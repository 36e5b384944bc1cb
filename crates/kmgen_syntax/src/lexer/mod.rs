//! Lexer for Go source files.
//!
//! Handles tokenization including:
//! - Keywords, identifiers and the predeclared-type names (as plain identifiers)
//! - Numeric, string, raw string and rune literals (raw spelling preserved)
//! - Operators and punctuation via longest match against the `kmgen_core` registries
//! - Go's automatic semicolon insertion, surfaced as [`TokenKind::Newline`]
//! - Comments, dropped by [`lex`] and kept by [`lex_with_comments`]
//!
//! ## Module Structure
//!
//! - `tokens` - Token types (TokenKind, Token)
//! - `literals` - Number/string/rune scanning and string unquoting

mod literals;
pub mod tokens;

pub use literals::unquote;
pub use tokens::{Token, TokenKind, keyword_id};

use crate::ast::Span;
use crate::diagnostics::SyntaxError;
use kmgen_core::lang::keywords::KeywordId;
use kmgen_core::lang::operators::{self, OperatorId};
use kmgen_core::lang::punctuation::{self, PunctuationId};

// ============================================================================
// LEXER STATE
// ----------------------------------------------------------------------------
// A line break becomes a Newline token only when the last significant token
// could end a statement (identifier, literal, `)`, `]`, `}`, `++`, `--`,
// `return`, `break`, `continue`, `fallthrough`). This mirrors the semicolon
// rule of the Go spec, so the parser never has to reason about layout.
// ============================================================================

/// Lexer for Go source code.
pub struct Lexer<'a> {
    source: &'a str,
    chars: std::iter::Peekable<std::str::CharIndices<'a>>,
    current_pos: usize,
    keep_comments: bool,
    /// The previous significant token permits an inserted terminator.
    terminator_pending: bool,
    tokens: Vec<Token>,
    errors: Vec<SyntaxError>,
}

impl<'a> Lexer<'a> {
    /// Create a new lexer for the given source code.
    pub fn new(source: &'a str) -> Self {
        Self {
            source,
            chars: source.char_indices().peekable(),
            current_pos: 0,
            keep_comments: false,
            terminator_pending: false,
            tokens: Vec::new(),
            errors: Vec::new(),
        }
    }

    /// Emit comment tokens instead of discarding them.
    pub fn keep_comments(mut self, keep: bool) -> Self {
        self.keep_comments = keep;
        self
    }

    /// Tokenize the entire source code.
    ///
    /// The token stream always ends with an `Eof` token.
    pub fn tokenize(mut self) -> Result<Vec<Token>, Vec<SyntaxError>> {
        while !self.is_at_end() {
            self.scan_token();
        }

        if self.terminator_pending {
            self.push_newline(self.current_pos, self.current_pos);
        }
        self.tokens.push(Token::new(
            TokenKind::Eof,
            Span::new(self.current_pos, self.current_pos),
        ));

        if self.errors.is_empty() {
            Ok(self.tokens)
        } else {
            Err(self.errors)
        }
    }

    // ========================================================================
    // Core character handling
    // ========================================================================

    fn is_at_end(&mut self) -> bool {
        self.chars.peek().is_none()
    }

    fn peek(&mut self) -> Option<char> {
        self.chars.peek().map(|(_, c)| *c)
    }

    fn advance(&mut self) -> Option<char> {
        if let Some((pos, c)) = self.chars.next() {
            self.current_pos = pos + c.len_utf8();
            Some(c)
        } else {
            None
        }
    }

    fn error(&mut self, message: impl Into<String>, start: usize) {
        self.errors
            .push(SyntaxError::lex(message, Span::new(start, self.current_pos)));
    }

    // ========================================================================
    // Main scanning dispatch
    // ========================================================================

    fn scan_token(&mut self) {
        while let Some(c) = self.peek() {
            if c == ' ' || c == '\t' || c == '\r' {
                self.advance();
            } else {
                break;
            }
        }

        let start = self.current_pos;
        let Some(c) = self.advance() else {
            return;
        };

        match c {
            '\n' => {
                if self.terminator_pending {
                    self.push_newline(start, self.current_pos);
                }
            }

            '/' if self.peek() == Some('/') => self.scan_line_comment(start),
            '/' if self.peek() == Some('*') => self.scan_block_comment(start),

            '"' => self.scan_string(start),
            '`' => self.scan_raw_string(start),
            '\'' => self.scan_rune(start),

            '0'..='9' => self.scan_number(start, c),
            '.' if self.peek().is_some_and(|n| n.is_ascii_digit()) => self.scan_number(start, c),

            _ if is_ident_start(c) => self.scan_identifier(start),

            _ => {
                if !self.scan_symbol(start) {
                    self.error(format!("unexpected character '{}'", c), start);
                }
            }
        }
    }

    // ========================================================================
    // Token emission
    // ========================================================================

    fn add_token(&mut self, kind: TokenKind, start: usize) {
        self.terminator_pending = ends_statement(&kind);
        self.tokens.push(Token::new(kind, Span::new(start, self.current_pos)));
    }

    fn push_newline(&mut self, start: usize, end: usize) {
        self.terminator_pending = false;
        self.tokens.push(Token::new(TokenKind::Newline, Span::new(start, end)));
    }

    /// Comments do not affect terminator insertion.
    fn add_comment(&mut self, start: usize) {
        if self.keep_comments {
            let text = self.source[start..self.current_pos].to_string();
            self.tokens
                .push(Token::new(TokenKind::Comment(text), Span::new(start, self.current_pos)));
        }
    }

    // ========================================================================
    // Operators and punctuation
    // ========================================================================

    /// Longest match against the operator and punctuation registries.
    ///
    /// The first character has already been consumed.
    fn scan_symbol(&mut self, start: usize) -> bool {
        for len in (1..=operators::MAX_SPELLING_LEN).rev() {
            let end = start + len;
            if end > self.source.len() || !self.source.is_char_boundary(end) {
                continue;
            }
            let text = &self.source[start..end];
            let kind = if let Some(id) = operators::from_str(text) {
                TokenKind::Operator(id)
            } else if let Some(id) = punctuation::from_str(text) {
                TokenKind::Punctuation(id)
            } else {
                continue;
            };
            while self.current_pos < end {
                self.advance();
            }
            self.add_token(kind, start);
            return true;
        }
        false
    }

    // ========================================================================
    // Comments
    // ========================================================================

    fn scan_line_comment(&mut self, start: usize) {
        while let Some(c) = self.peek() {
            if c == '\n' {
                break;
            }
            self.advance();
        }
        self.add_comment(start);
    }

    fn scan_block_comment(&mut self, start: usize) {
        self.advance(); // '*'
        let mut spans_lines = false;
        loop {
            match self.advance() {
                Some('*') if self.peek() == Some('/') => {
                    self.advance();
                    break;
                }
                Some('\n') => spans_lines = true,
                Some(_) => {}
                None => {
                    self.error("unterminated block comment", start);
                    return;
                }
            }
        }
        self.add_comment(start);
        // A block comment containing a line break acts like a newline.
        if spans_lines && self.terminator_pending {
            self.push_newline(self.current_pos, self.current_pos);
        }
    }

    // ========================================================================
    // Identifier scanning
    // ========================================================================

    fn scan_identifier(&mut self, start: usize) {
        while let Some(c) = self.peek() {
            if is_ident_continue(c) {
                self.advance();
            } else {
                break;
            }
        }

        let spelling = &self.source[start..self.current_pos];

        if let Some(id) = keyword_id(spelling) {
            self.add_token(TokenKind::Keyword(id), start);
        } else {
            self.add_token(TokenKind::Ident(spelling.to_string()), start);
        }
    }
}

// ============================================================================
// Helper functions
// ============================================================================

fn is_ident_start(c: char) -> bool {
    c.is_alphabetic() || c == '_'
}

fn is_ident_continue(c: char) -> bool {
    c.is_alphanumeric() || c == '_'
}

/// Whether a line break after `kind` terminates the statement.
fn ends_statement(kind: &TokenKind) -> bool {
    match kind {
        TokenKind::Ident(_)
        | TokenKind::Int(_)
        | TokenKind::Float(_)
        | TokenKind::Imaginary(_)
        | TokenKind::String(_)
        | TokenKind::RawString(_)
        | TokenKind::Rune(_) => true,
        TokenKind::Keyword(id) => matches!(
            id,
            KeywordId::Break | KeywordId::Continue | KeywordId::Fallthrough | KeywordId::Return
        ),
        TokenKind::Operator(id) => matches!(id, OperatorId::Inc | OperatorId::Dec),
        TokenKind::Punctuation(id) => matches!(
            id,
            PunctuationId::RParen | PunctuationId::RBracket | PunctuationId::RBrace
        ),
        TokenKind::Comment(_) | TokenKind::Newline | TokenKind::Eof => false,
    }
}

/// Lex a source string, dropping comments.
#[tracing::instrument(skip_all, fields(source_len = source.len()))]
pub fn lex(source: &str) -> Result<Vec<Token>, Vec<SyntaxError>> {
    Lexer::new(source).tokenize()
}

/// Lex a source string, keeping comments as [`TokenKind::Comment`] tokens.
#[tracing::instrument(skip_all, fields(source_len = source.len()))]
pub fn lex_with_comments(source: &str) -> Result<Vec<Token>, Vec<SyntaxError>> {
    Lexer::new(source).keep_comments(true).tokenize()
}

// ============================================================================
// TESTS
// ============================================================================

## TRY IT
Each line from the top of the material above through the line containing "types (TokenKind, Token)" must be output exactly, and no other line.

## RESULT OF THIS TASK
repository 36e5b384944bc1cb
filename crates/kmgen_syntax/src/lexer/mod.rs
//! Lexer for Go source files.
//!
//! Handles tokenization including:
//! - Keywords, identifiers and the predeclared-type names (as plain identifiers)
//! - Numeric, string, raw string and rune literals (raw spelling preserved)
//! - Operators and punctuation via longest match against the `kmgen_core` registries
//! - Go's automatic semicolon insertion, surfaced as [`TokenKind::Newline`]
//! - Comments, dropped by [`lex`] and kept by [`lex_with_comments`]
//!
//! ## Module Structure
//!
//! - `tokens` - Token types (TokenKind, Token)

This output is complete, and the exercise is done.